I graduated from high school on 24 July 2000 and was admitted at Cuttington University the same year as a boarding student, to study public administration [my major] and management. By 2004, I was the proud holder of a B.Sc degree in public administration and had, in the meantime, met on campus my husband to be, Gabriel!
I then started to work for SOS Children's Villages Liberia as a bookkeeper. That was in 2005. I've recently married and must say it was one of the most memorable days of my life! It was so emotional to have my father (Mr. James Ponpon, the director of SOS Children's Village Monrovia) bringing me to my husband to be in the church and seeing all the SOS mothers and 'aunties' spreading their lappers [pieces of traditional cloth] on the floor for me to walk on as it is the tradition here, as well as seeing all other SOS employees dancing and congratulating me. I was so excited and felt proud to be part of such a big family!
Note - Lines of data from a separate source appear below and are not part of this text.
//! `cp <src> <dst> [--dbtype …] [--stream] [--minzoom N] [--maxzoom N] [--bbox …] [--conflict throw|ignore|replace]`

use anyhow::Result;
use clap::Args;
use std::path::PathBuf;
use utiles_container::{ConflictPolicy, CopyOptions, DbType};

#[derive(Args, Debug)]
pub struct Subcommand {
	pub src: PathBuf,
	pub dst: PathBuf,

	#[arg(long, value_enum, default_value = "flat")]
	pub dbtype: DbType,

	/// Accepted for parity with the input contract; the copy engine always
	/// streams tiles through a bounded producer/writer channel.
	#[arg(long)]
	pub stream: bool,

	#[arg(long)]
	pub minzoom: Option<u8>,

	#[arg(long)]
	pub maxzoom: Option<u8>,

	#[arg(long, num_args = 4, allow_negative_numbers = true)]
	pub bbox: Option<Vec<f64>>,

	#[arg(long, value_enum, default_value = "throw")]
	pub conflict: ConflictPolicy,

	#[arg(long)]
	pub page_size: Option<i64>,
}

pub fn run(args: &Subcommand) -> Result<()> {
	let zoom_range = match (args.minzoom, args.maxzoom) {
		(Some(lo), Some(hi)) => Some((lo, hi)),
		(Some(lo), None) => Some((lo, u8::MAX)),
		(None, Some(hi)) => Some((0, hi)),
		(None, None) => None,
	};
	let bbox = args.bbox.as_deref().map(crate::tools::tiles::bbox_from_slice).transpose()?;

	let opts = CopyOptions {
		zoom_range,
		bbox,
		conflict: args.conflict,
		dst_db_type: args.dbtype,
		dst_page_size: args.page_size,
	};
	let report = utiles_container::copy(&args.src, &args.dst, opts)?;
	log::info!("copied {}/{} tiles", report.tiles_written, report.tiles_seen);
	Ok(())
}
//! Typed error kinds for the core tile algebra and storage operations.
//!
//! Every fallible operation in `utiles_core` (and the crates built on top of
//! it) returns `anyhow::Result`, but the underlying failure is always one of
//! these kinds so that a CLI front end can map it to an exit code without
//! string-matching. Each variant carries the offending value so its
//! `Display` impl is a usable single-line diagnostic.

use thiserror::Error;

/// The full error surface described by the specification's error model.
#[derive(Debug, Error)]
pub enum UtilesError {
	#[error("invalid tile ({x}, {y}, {z}): must satisfy 0 <= x,y < 2^z")]
	InvalidTile { x: u32, y: u32, z: u8 },

	#[error("invalid longitude: {0}")]
	InvalidLng(f64),

	#[error("invalid latitude: {0} (must be in (-90, 90))")]
	InvalidLat(f64),

	#[error("invalid zoom: {0}")]
	InvalidZoom(i64),

	#[error("invalid bbox ({west}, {south}, {east}, {north}): {reason}")]
	InvalidBbox {
		west: f64,
		south: f64,
		east: f64,
		north: f64,
		reason: String,
	},

	#[error("bad quadkey {quadkey:?}: {reason}")]
	BadQuadkey { quadkey: String, reason: String },

	#[error("not found: {0}")]
	NotFound(String),

	#[error("write conflict at {0}")]
	WriteConflict(String),

	#[error("io error at {path}: {source}")]
	IoError {
		path: String,
		#[source]
		source: std::io::Error,
	},

	#[error("database error: {0}")]
	DbError(String),

	#[error("decode error: {0}")]
	DecodeError(String),
}

impl UtilesError {
	/// Exit code a CLI should use for this error, per the spec's §7 mapping:
	/// bad user input (invalid JSON/tile/zoom) is 2, everything else is 1.
	#[must_use]
	pub fn exit_code(&self) -> i32 {
		match self {
			UtilesError::InvalidTile { .. }
			| UtilesError::InvalidLng(_)
			| UtilesError::InvalidLat(_)
			| UtilesError::InvalidZoom(_)
			| UtilesError::InvalidBbox { .. }
			| UtilesError::BadQuadkey { .. } => 2,
			_ => 1,
		}
	}
}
SOS Children's Villages Liberia has played a very important part in my life in so many ways. They gave me good home, love, care and security; they gave me a very good education and also made me an independent person in the society. I can also say SOS is the one that gave me a husband because they are the one who prepared me to be who I am today. Those qualities that SOS Children's Villages Liberia put in me is what my husband saw and what decided him to take me as his wife. Now I am married, educated, and working for SOS Children's Villages Liberia as the 'Resettled Youth Educator'. Twenty-five years ago, I would never even though that this would be possible!”